Magistrado ResponsávelMÁRIO BELO MORGADO
Data da Resolução13 de Novembro de 2013
EmissorSupremo Tribunal de Justiça (Portugal)

Acordam na Secção Social do Supremo Tribunal de Justiça: I.

  1. AA instaurou a presente ação especial de impugnação judicial da regularidade e licitude do despedimento (ocorrido em 10.01.2012) contra BB, S.A.

    , ambos com os sinais nos autos.

  2. A R. apresentou articulado motivador do despedimento, invocando ter procedido ao mesmo com justa causa, para o que alegou, em síntese, que o trabalhador efetuou diversos desvios à rota de transporte de combustíveis que devia observar, assim lhe causando prejuízos, o que torna impossível a subsistência da relação de trabalho.

  3. O A. contestou, impugnando os factos alegados e sustentando que a R. veio invocar factos que não se encontram insertos na nota de culpa, nem na decisão de despedimento, factos que não podem ser agora atendidos, para efeitos de justa causa de despedimento.

    Para além disso, pugna pela impossibilidade de utilização, como meio de prova, dos registos de GPS do veículo por si conduzido, por se tratar de meios de controlo à distância da atividade do trabalhador.

    Também deduziu reconvenção, peticionando a condenação da R. a pagar-lhe: i. A quantia de € 2 500,00, pelos danos não patrimoniais sofridos pelo Autor com a conduta da Ré; ii. A indemnização por antiguidade correspondente a 30 dias de retribuição base e diuturnidades por cada ano de antiguidade ou fracção computada até ao trânsito em julgado da decisão do Tribunal, a qual na data da propositura da ação ascende a € 26 622,18; iii. A retribuição referente aos 30 dias anteriores à propositura da presente ação no montante de € 656,94; iv. O subsídio de férias vencidas em 1 de Janeiro de 2012, no montante de € 656,94; v. A retribuição das férias vencidas em 1 de Janeiro de 2012, no valor de € 656,94; vi. O subsídio de Natal, férias e subsídio de férias proporcionais ao tempo de trabalho prestado até à data da cessação do contrato de trabalho, no montante de € 82,13; vii. As ajudas de custo e horas extraordinárias relativas ao mês de Novembro de 2011, bem como os vencimentos de Dezembro de 2011 e de Janeiro de 2012, num total de € 1.133,17; viii. O montante das retribuições vincendas desde a data da propositura da presente ação e até ao trânsito em julgado da decisão do Tribunal; ix. As retribuições referentes a férias, subsídio de férias e subsídio de Natal que se vencerem desde a data da propositura da presente ação e até trânsito em julgado da decisão do Tribunal; x. Os juros vencidos e vincendos sobre tais quantias.

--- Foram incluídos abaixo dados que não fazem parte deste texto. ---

use axum::{
    http::StatusCode,
    response::{IntoResponse, Response},
    Json,
};
use serde_json::json;
use thiserror::Error;

/// Unified error type for the Rulesync agent
#[derive(Error, Debug)]
pub enum RuleSyncError {
    // Network errors (retried inside the fetcher's mirror/retry chain)
    #[error("Transient network error: {0}")]
    TransientNetwork(String),

    #[error("Invalid rule content: {0}")]
    ContentInvalid(String),

    #[error("HTTP error: {0}")]
    Http(String),

    // Provider errors
    #[error("Rule provider not found: {name}")]
    ProviderNotFound { name: String },

    #[error("Rule provider is disabled: {name}")]
    ProviderDisabled { name: String },

    // Settings document errors
    #[error("Not found: {0}")]
    NotFound(String),

    // Process control errors
    #[error("Process control error: {0}")]
    ProcessControl(String),

    #[error("Operation timed out")]
    Timeout,

    // Configuration errors
    #[error("Invalid configuration: {0}")]
    InvalidConfig(String),

    // I/O errors
    #[error("IO error: {0}")]
    Io(#[from] std::io::Error),

    // Internal errors
    #[error("Internal error: {0}")]
    Internal(String),
}

/// Result type alias for Rulesync operations
pub type Result<T> = std::result::Result<T, RuleSyncError>;

impl RuleSyncError {
    /// Get the HTTP status code for this error
    pub fn status_code(&self) -> StatusCode {
        match self {
            // 400 Bad Request
            RuleSyncError::InvalidConfig(_) | RuleSyncError::ContentInvalid(_) => {
                StatusCode::BAD_REQUEST
            }

            // 404 Not Found
            RuleSyncError::ProviderNotFound { .. } | RuleSyncError::NotFound(_) => {
                StatusCode::NOT_FOUND
            }

            // 409 Conflict
            RuleSyncError::ProviderDisabled { .. } => StatusCode::CONFLICT,

            // 502 Bad Gateway
            RuleSyncError::TransientNetwork(_) | RuleSyncError::Http(_) => StatusCode::BAD_GATEWAY,

            // 504 Gateway Timeout
            RuleSyncError::Timeout => StatusCode::GATEWAY_TIMEOUT,

            // 500 Internal Server Error
            RuleSyncError::ProcessControl(_)
            | RuleSyncError::Io(_)
            | RuleSyncError::Internal(_) => StatusCode::INTERNAL_SERVER_ERROR,
        }
    }

    /// Check if this is a client error (4xx)
    pub fn is_client_error(&self) -> bool {
        self.status_code().is_client_error()
    }

    /// Check if this is a server error (5xx)
    pub fn is_server_error(&self) -> bool {
        self.status_code().is_server_error()
    }

    /// True for errors the fetcher retries within its own mirror/retry chain
    pub fn is_retryable(&self) -> bool {
        matches!(
            self,
            RuleSyncError::TransientNetwork(_)
                | RuleSyncError::ContentInvalid(_)
                | RuleSyncError::Http(_)
        )
    }
}

// Implement IntoResponse for API error responses
impl IntoResponse for RuleSyncError {
    fn into_response(self) -> Response {
        let status = self.status_code();
        let body = json!({
            "error": self.to_string(),
        });

        (status, Json(body)).into_response()
    }
}

// Convert from reqwest errors (all transport-level failures are transient)
impl From<reqwest::Error> for RuleSyncError {
    fn from(err: reqwest::Error) -> Self {
        RuleSyncError::TransientNetwork(err.to_string())
    }
}

// Convert from JSON errors (config and cache files)
impl From<serde_json::Error> for RuleSyncError {
    fn from(err: serde_json::Error) -> Self {
        RuleSyncError::InvalidConfig(err.to_string())
    }
}

#[cfg(test)]
mod tests {
    use super::*;

    #[test]
    fn test_error_status_code_mapping() {
        assert_eq!(
            RuleSyncError::InvalidConfig("bad".to_string()).status_code(),
            StatusCode::BAD_REQUEST
        );
        assert_eq!(
            RuleSyncError::ProviderNotFound {
                name: "cn_domain".to_string()
            }
            .status_code(),
            StatusCode::NOT_FOUND
        );
        assert_eq!(
            RuleSyncError::NotFound("bypassText".to_string()).status_code(),
            StatusCode::NOT_FOUND
        );
        assert_eq!(
            RuleSyncError::TransientNetwork("reset".to_string()).status_code(),
            StatusCode::BAD_GATEWAY
        );
        assert_eq!(
            RuleSyncError::Timeout.status_code(),
            StatusCode::GATEWAY_TIMEOUT
        );
        assert_eq!(
            RuleSyncError::ProcessControl("kill failed".to_string()).status_code(),
            StatusCode::INTERNAL_SERVER_ERROR
        );
    }

    #[test]
    fn test_error_client_server_helpers() {
        assert!(RuleSyncError::InvalidConfig("bad".to_string()).is_client_error());
        assert!(!RuleSyncError::InvalidConfig("bad".to_string()).is_server_error());

        assert!(RuleSyncError::Timeout.is_server_error());
        assert!(!RuleSyncError::Timeout.is_client_error());
    }

    #[test]
    fn test_retryable_classification() {
        assert!(RuleSyncError::TransientNetwork("EOF".into()).is_retryable());
        assert!(RuleSyncError::ContentInvalid("too short".into()).is_retryable());
        assert!(RuleSyncError::Http("status 500".into()).is_retryable());
        assert!(!RuleSyncError::NotFound("bypassText".into()).is_retryable());
        assert!(!RuleSyncError::Timeout.is_retryable());
    }
}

  4. Foi proferida sentença, a decidir:

    1. Declarar lícito o despedimento, por existência de justa causa; b) Julgar parcialmente procedente a reconvenção e, assim, condenar a R. a pagar ao A., a título de créditos salariais, a quantia de € 2.243,80, acrescida de juros de mora, desde a data da citação da R. e até integral pagamento.

  5. Interposto recurso de apelação pelo A., o Tribunal da Relação do Porto (TRP), julgando parcialmente procedente o recurso, decidiu:

    1. Julgar totalmente improcedente a impugnação da decisão de facto.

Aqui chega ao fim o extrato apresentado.